The doctrine of separation of powers

This doctrine was propounded by montesquieu, a French political thinker in 1748.

The doctrine seeks to ensure that the power of government are not controlled by one person or body of persons. The reason for this is that “power corrupts, and absolute power corrupts absolutely”.

It is hence dangerous to concentrate the powers of government in one single individual or body. For this reason, the doctrine of separation of power seeks to decentralize and balance power among the three arms of government, (the executive legislature and the judiciary) to prevent dictatorship or oppression or tyranny in the exercise of powers of government.

Reasons For Separation Of Powers are

1. To maintain the rights, liberty and freedom of citizens, so the those in authority would not infringe on them.
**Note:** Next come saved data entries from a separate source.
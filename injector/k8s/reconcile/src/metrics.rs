use crate::{Error, Outcome, ResolveError};
use ingress_script_injector_core::InjectionPoint;
use prometheus_client::{
    encoding::EncodeLabelSet,
    metrics::{counter::Counter, family::Family},
    registry::Registry,
};

#[derive(Clone, Debug)]
pub struct ReconcileMetrics {
    reconciles: Family<OutcomeLabels, Counter>,
    resolution_failures: Family<ResolutionLabels, Counter>,
    conflicts: Counter,
    errors: Family<ErrorLabels, Counter>,
}

#[derive(Clone, Debug, Hash, PartialEq, Eq, EncodeLabelSet)]
struct OutcomeLabels {
    outcome: &'static str,
}

#[derive(Clone, Debug, Hash, PartialEq, Eq, EncodeLabelSet)]
struct ResolutionLabels {
    point: &'static str,
    reason: &'static str,
}

#[derive(Clone, Debug, Hash, PartialEq, Eq, EncodeLabelSet)]
struct ErrorLabels {
    kind: &'static str,
}

// === impl ReconcileMetrics ===

impl ReconcileMetrics {
    pub fn register(reg: &mut Registry) -> Self {
        let reconciles = Family::default();
        reg.register(
            "reconciles",
            "Count of Ingress reconciliations by outcome",
            reconciles.clone(),
        );

        let resolution_failures = Family::default();
        reg.register(
            "resolution_failures",
            "Count of script sources that could not be resolved",
            resolution_failures.clone(),
        );

        let conflicts = Counter::default();
        reg.register(
            "conflicts",
            "Count of Ingress writes rejected by a concurrent modification",
            conflicts.clone(),
        );

        let errors = Family::default();
        reg.register(
            "errors",
            "Count of failed reconciliations by error kind",
            errors.clone(),
        );

        Self {
            reconciles,
            resolution_failures,
            conflicts,
            errors,
        }
    }

    pub(crate) fn outcome(&self, outcome: Outcome) {
        self.reconciles
            .get_or_create(&OutcomeLabels {
                outcome: outcome.as_str(),
            })
            .inc();
    }

    pub(crate) fn resolution_failure(&self, point: InjectionPoint, error: &ResolveError) {
        self.resolution_failures
            .get_or_create(&ResolutionLabels {
                point: point.as_str(),
                reason: error.reason(),
            })
            .inc();
    }

    pub(crate) fn conflict(&self) {
        self.conflicts.inc();
    }

    pub fn error(&self, error: &Error) {
        self.errors
            .get_or_create(&ErrorLabels { kind: error.kind() })
            .inc();
    }
}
2. To avoid confusion, disorder and anarchy in the exercise of government power. The three arms are on their powers and limitations.

3. The encourage division of labour and achieve specialization in administration. Each arm specializes and perfects itself in its area of control.

4. To achieve checks and balances in the exercise of power, because each arm where the buck stops.

5. To ensure judicious application of the resources of government and guarantee accountability by public office holders.

6. To enhance respect for the rule of law by the three organs of government.

7. To enhance administrative efficiency and check abuses by public officials.